## [What the task asks]
Locate the string "derive" in the records below. Copy every line where it occurs.

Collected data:
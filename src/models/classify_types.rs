use serde::{Deserialize, Serialize};

#[derive(Debug, Serialize, Clone)]
pub struct ModelStatus {
    pub artifacts_present: bool,
    pub loading: bool,
    pub ready: bool,
    pub error: Option<String>,
}

#[derive(Debug, Serialize, Clone, PartialEq)]
pub struct Prediction {
    pub class_index: usize,
    pub class_name: String,
    /// Percentage in `[0, 100]`.
    pub confidence: f32,
}

/// Static description and medicinal uses of one species.
#[derive(Debug, Serialize, Deserialize, Clone, PartialEq, Default)]
pub struct SpeciesInfo {
    #[serde(default)]
    pub description: Option<String>,
    #[serde(default)]
    pub uses: Vec<String>,
}

/// Everything the front end needs to render one classification.
#[derive(Debug, Serialize, Clone)]
pub struct Identification {
    pub class_index: usize,
    pub species: String,
    /// Winning probability as a percentage in `[0, 100]`.
    pub confidence: f32,
    pub low_confidence: bool,
    pub description: String,
    pub uses: Vec<String>,
    /// False when the description and uses are placeholders.
    pub metadata_found: bool,
    /// Normalized probability for every class, in label order.
    pub probabilities: Vec<f32>,
    pub top_predictions: Vec<Prediction>,
    pub inference_time_ms: f64,
}
// Prevents additional console window on Windows in release, DO NOT REMOVE!!
#![cfg_attr(not(debug_assertions), windows_subsystem = "windows")]

fn main() {
    herbal_lens_lib::run()
}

## [Exercise result]
#[derive(Debug, Serialize, Clone)]
#[derive(Debug, Serialize, Clone, PartialEq)]
#[derive(Debug, Serialize, Deserialize, Clone, PartialEq, Default)]
#[derive(Debug, Serialize, Clone)]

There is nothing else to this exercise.